Sunday, January 6, 2019

Harris & Peterson

Dear Reader,
I was listening to a discussion between Sam Harris and Jordan Peterson. At some point, they were talking about whether the Bible or the Koran could be changed. Sam spoke about the Koran, which prescribes that a thief’s hand shall be cut off and he mentioned the difficulty of revising this. He also stated it would have been much easier for Christians to be against holding slaves if one of the Ten Commandments simply had been swapped out with: don’t possess slaves.
While discussing these religious books, it was clear to me that neither of these intellectuals, who mainly engaged in Noxious Verbal Behavior (NVB), seemed to believe that what we say to each other is of much greater importance than what is written.
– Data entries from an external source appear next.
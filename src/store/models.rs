// Holler — Request data models
//
// A Request is the single entity in the system: a question (or permission
// prompt) posted by an agent, waiting for a human answer. All text fields
// are truncated to their caps at write time rather than rejected, so a
// chatty agent can never grow the store without bound.

use chrono::{DateTime, Utc};
use serde::{Deserialize, Serialize};

/// Length of a request id: 12 lowercase hex characters.
pub const ID_LEN: usize = 12;

/// What kind of request an agent posted.
#[derive(Debug, Clone, Copy, Default, PartialEq, Eq, Serialize, Deserialize)]
#[serde(rename_all = "lowercase")]
pub enum RequestType {
    /// Free-text question, answered with free text.
    #[default]
    Question,
    /// Permission prompt for a specific command, answered with a verdict.
    Permission,
}

/// Lifecycle state of a request. One-way: pending, then answered.
#[derive(Debug, Clone, Copy, PartialEq, Eq, Serialize, Deserialize)]
#[serde(rename_all = "lowercase")]
pub enum RequestStatus {
    Pending,
    Answered,
}

/// A request posted by an agent, as stored and as served over the wire.
/// Timestamps travel as unix seconds so browser-side age math stays trivial.
#[derive(Debug, Clone, Serialize, Deserialize)]
pub struct Request {
    pub id: String,
    pub question: String,
    pub context: Option<String>,
    pub agent: Option<String>,
    pub task: Option<String>,
    pub request_type: RequestType,
    /// The command a permission request is asking to run. Always `Some`
    /// for `Permission`, always `None` for `Question`.
    pub command: Option<String>,
    pub status: RequestStatus,
    pub answer: Option<String>,
    #[serde(with = "chrono::serde::ts_seconds")]
    pub created_at: DateTime<Utc>,
    #[serde(with = "chrono::serde::ts_seconds_option")]
    pub answered_at: Option<DateTime<Utc>>,
}

impl Request {
    /// Parse the answer of a permission request into a verdict.
    /// Returns `None` for question requests, unanswered requests, or
    /// answers that are not valid verdict JSON.
    pub fn verdict(&self) -> Option<PermissionVerdict> {
        if self.request_type != RequestType::Permission {
            return None;
        }
        serde_json::from_str(self.answer.as_deref()?).ok()
    }
}

/// Input struct for creating a new request.
#[derive(Debug, Clone, Default)]
pub struct NewRequest {
    pub question: String,
    pub context: Option<String>,
    pub agent: Option<String>,
    pub task: Option<String>,
    pub request_type: RequestType,
    pub command: Option<String>,
}

/// The human's decision on a permission request.
#[derive(Debug, Clone, Copy, PartialEq, Eq, Serialize, Deserialize)]
#[serde(rename_all = "lowercase")]
pub enum Decision {
    Approved,
    Denied,
}

/// The structured answer payload of a permission request. Stored in the
/// request's `answer` field as a small JSON document.
#[derive(Debug, Clone, PartialEq, Eq, Serialize, Deserialize)]
pub struct PermissionVerdict {
    pub decision: Decision,
    #[serde(default)]
    pub comment: String,
}

/// True iff `id` has the exact server-generated shape: 12 lowercase hex
/// characters. Anything else (wrong length, uppercase, path separators)
/// is rejected before it reaches a lookup.
pub fn is_valid_id(id: &str) -> bool {
    id.len() == ID_LEN && id.bytes().all(|b| matches!(b, b'0'..=b'9' | b'a'..=b'f'))
}

/// Truncate a string to at most `max` characters, in place at a char
/// boundary. Multi-byte text is clipped by character count, not bytes.
pub(crate) fn clip(mut value: String, max: usize) -> String {
    if let Some((idx, _)) = value.char_indices().nth(max) {
        value.truncate(idx);
    }
    value
}

pub(crate) fn clip_opt(value: Option<String>, max: usize) -> Option<String> {
    value.map(|v| clip(v, max))
}

// ─── Tests ───────────────────────────────────────────────────────────────────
It was kind of surprising to hear them talk about these books as if these books determine how people talk, which is, of course, not factual. We talk because of how other people have talked with us. For someone who knows about the difference between NVB and Sound Verbal Behavior (SVB), it is obvious that both Sam Harris and Jordan Peterson didn’t grow up with a lot of SVB, but it is also quite apparent that Sam must have had more SVB than Jordan.
Let me repeat what I have just stated so that you, my reader, can consider the importance of what I am writing and would much rather like to talk with you about. Although everyone believes that books determine what we believe and thus, how we talk, this is not how our talking comes about. Only living members of our verbal community mediate how we speak and whether we engage in SVB or in NVB is not determined by what is written and read, but by how others talk with us. It not surprising Harris and Peterson simply skip over this, as anyone who engages in NVB does exactly the same. The belief that what is written determines how we speak, doesn’t make it so.
So, let’s face it, their entire discussion is flawed. They should have been talking about how people talk with each other, instead of only about what has been written and read. Had they done that, they would engage in SVB and acknowledge that we can change our way of talking more readily than our scriptures. Changing the way in which we talk with each other is more pragmatic and more hopeful than changing our way of writing.
As we have never really succeeded in the past in effectively changing our way of talking, we have given more and more importance to what was written and read and less and less importance to what was listened to and said. Presumably, we should all be listening to these authorities, these highly intelligent people, who tell us about what is really going on. However, their catastrophic, but, also cowardly, emphasis on what is written and read can no longer obfuscate the reality of the challenge we still face as human beings.
Regardless of what religion we are talking about, all religions over-emphasize the importance of what has been written over what has been said. Presumably, what has been written is a record of what has been said, but given the fact that we have been engaging in NVB since we as humans became verbal, what is written is either mainly a record of our NVB or our attempt to get away from the horrors of NVB, which, loosely defined, can be described as our religious tendencies.
Peterson says that we have to be very careful equating all religious texts and Harris agrees with that. However, they should know and say that not just a couple of things, but everything that is written into our religious texts (and is endlessly regurgitated by millions of people) goes against what we have come to know scientifically and all claims to the opposite are major impediments to our interactions and our relationships. In other words, all our religiously predetermined speech is always NVB. It always was and it always will be. Surely, the only way mankind is going to be able to overcome its religious superstition is by engaging in SVB. I look forward to talking with Sam and Jordan.

1 comment:

  1. Of course, I was never contacted by Sam Harris or Jordan Peterson, who, in the meantime, have written more useless books, which suggest that they have the answers to all of our problems. I, in the meantime, have stopped teaching and trying to talk with anyone who is unwilling to acknowledge the difference between Disembodied Language (DL) and Embodied Language (DL).